I was disappointed at missing the view that day on Mt Nebo, but now I think it was very appropriate that I couldn’t see anything of Gilead, Dan, Zoar and the rest. 

It’s appropriate because I still can’t see much right now. I don’t want to try to offer anything on the politics of Hamas and Israel. I have nothing to say that others aren’t saying better. 

But I do have something to say. 

Seems I often speak of When I was a fundamentalist … But I did use to be one, and I can imagine what such people are thinking and saying right now. 

It’s the End Times!
Pray for Israel!
Hooray, Iran will soon be involved!
The Rapture will happen soon! 

There may be Christians getting all excited with joyful warm feelings while Palestinians who are crammed into Gaza, the world’s largest open air prison, die. These Christians are rightly concerned about Israeli deaths, and Israelis held captive. But they seem to talk as though Palestinian lives are expendable. 

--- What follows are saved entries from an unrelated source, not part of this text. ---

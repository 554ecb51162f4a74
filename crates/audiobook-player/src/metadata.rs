//! Track metadata extraction.
//!
//! Opens the container under the decode guard, collects tags, cover art, chapters and
//! stream parameters, and releases everything before returning.

use std::path::Path;

use audiobook_types::TrackMetadata;
use symphonia::core::meta::{MetadataRevision, StandardTagKey, StandardVisualKey};

use crate::chapters;
use crate::container::Container;
use crate::error::MetadataError;
use crate::guard::{self, DecodeLease};

const MAX_COVER_ART_BYTES: usize = 10_000_000;

/// Read metadata for `path`, blocking until the decode guard is free.
pub fn read_metadata(path: &Path) -> Result<TrackMetadata, MetadataError> {
    let lease = guard::acquire();
    read_with_lease(&lease, path)
}

/// Like [`read_metadata`], but returns `None` instead of waiting when the guard is busy.
pub fn try_read_metadata(path: &Path) -> Option<Result<TrackMetadata, MetadataError>> {
    let lease = guard::try_acquire()?;
    Some(read_with_lease(&lease, path))
}

fn read_with_lease(lease: &DecodeLease, path: &Path) -> Result<TrackMetadata, MetadataError> {
    let mut container = Container::open(lease, path)?;

    let mut meta = TrackMetadata {
        path: path.to_path_buf(),
        ..Default::default()
    };
    container.for_each_metadata(|rev| apply_revision(&mut meta, rev));
    meta.chapters = chapters::read_chapters(&container);

    meta.sample_rate = match container.make_decoder() {
        Ok(_decoder) => container.sample_rate(),
        Err(e) => {
            tracing::warn!(path = %path.display(), "decoder init failed while probing: {e}");
            container.sample_rate()
        }
    };
    meta.duration_ms = container.duration_ms();

    tracing::debug!(
        path = %path.display(),
        chapters = meta.chapters.len(),
        sample_rate = ?meta.sample_rate,
        duration_ms = ?meta.duration_ms,
        "metadata read"
    );
    Ok(meta)
}

/// Fill empty fields from one metadata revision; earlier revisions win.
fn apply_revision(meta: &mut TrackMetadata, rev: &MetadataRevision) {
    for tag in rev.tags() {
        let slot = match tag.std_key {
            Some(StandardTagKey::TrackTitle) => &mut meta.title,
            Some(StandardTagKey::Artist) => &mut meta.artist,
            Some(StandardTagKey::Album) => &mut meta.album,
            _ => continue,
        };
        if slot.is_empty() {
            *slot = tag.value.to_string();
        }
    }

    if meta.cover_art.is_empty() {
        let visual = rev
            .visuals()
            .iter()
            .find(|v| v.usage == Some(StandardVisualKey::FrontCover))
            .or_else(|| rev.visuals().first());
        if let Some(visual) = visual.filter(|v| v.data.len() <= MAX_COVER_ART_BYTES) {
            meta.cover_art = visual.data.to_vec();
            meta.cover_art_mime = Some(visual.media_type.clone()).filter(|m| !m.is_empty());
        }
    }
}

And it’s because of the promise God made to Moses, to give the whole land to Israel, everything he could see from Mt Nebo. 

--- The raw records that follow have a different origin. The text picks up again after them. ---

//! Session controller: the public playback API.
//!
//! A [`Player`] owns at most one rendering pipeline and one decoder session at a time.
//! Pipeline events arrive on an internal queue and are handled only when the control
//! context calls [`Player::dispatch_events`] or [`Player::wait_events`], so observer
//! callbacks never run inside the call that produced them.

use std::path::{Path, PathBuf};
use std::sync::atomic::{AtomicU8, AtomicU64, Ordering};
use std::sync::{Arc, Mutex, MutexGuard, PoisonError};
use std::time::Duration;

use audiobook_types::{PlaybackEndReason, PlaybackState, PlayerStatus, TrackMetadata};
use crossbeam_channel::{Receiver, Sender, unbounded};

use crate::config::PlaybackConfig;
use crate::decode::DecoderSlot;
use crate::error::{MetadataError, PlayError};
use crate::metadata;
use crate::pipeline::{
    PcmFormat, RenderBackend, RenderEvents, RenderPipeline, RenderState, SessionEvent,
};
use crate::position::PositionAnchor;
use crate::transport::Transport;

/// Receives end-of-session notifications. Called at most once per session.
pub trait PlaybackObserver: Send + Sync {
    /// The track played to its end and the player stopped itself.
    fn on_end_of_stream(&self) {}

    /// A runtime failure stopped playback.
    fn on_error(&self, _message: &str) {}
}

struct EosCallback<F>(F);

impl<F> PlaybackObserver for EosCallback<F>
where
    F: Fn() + Send + Sync,
{
    fn on_end_of_stream(&self) {
        (self.0)()
    }
}

const PHASE_IDLE: u8 = 0;
const PHASE_STOPPING: u8 = 1;

/// Chaptered audio-book player.
pub struct Player {
    backend: Arc<dyn RenderBackend>,
    config: PlaybackConfig,
    phase: AtomicU8,
    session_seq: AtomicU64,
    events_tx: Sender<SessionEvent>,
    events_rx: Receiver<SessionEvent>,
    inner: Mutex<PlayerInner>,
    tracks: Mutex<TrackCache>,
    observer: Mutex<Option<Arc<dyn PlaybackObserver>>>,
}

#[derive(Default)]
struct TrackCache {
    /// Metadata for the current path (or the only track read so far).
    now_playing: Option<TrackMetadata>,
    /// Most recent `read_metadata` result, whatever the path.
    last_read: Option<TrackMetadata>,
}

struct PlayerInner {
    state: PlaybackState,
    baseline: Duration,
    anchor: Option<PositionAnchor>,
    current_path: Option<PathBuf>,
    pipeline: Option<Box<dyn RenderPipeline>>,
    session: Option<u64>,
    decoder: DecoderSlot,
    end_reason: Option<PlaybackEndReason>,
}

impl PlayerInner {
    fn position(&self) -> Duration {
        if self.state != PlaybackState::Playing {
            return self.baseline;
        }
        let now = self.pipeline.as_ref().and_then(|p| p.clock_now());
        match (self.anchor, now) {
            (Some(anchor), Some(now)) => anchor.position_at(now),
            _ => self.baseline,
        }
    }

    fn is_active(&self) -> bool {
        self.pipeline.is_some() || self.decoder.session().is_some()
    }

    /// Pipeline first so the transport closes before the decoder is joined.
    fn teardown(&mut self, reason: PlaybackEndReason) {
        self.baseline = self.position();
        self.anchor = None;
        if let Some(mut pipeline) = self.pipeline.take() {
            if let Err(e) = pipeline.set_state(RenderState::Stopped) {
                tracing::warn!("pipeline stop failed: {e:#}");
            }
        }
        if let Some(outcome) = self.decoder.stop() {
            tracing::debug!(?outcome, "decoder session stopped");
        }
        self.session = None;
        self.state = PlaybackState::Stopped;
        self.end_reason = Some(reason);
    }

    fn enter_playing(&mut self) {
        if let Some(pipeline) = self.pipeline.as_mut() {
            if let Err(e) = pipeline.set_state(RenderState::Playing) {
                tracing::warn!("pipeline resume failed: {e:#}");
            }
        }
        let baseline = self.baseline;
        self.anchor = self
            .pipeline
            .as_ref()
            .and_then(|p| p.base_time())
            .map(|instant| PositionAnchor::new(instant, baseline));
        self.state = PlaybackState::Playing;
    }
}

It’s also because of verses like Deuteronomy 7.1–2. Here, God commands the people to commit genocide: 

When the Lord your God brings you into the land that you are about to enter and occupy and he clears away many nations before you — the Hittites, the Girgashites, the Amorites, the Canaanites, the Perizzites, the Hivites, and the Jebusites, seven nations more numerous and mightier than you — and when the Lord your God gives them over to you and you defeat them, then you must utterly destroy them. Make no covenant with them and show them no mercy.

Let’s take a step back. That sounds like genocide. Did God really command that?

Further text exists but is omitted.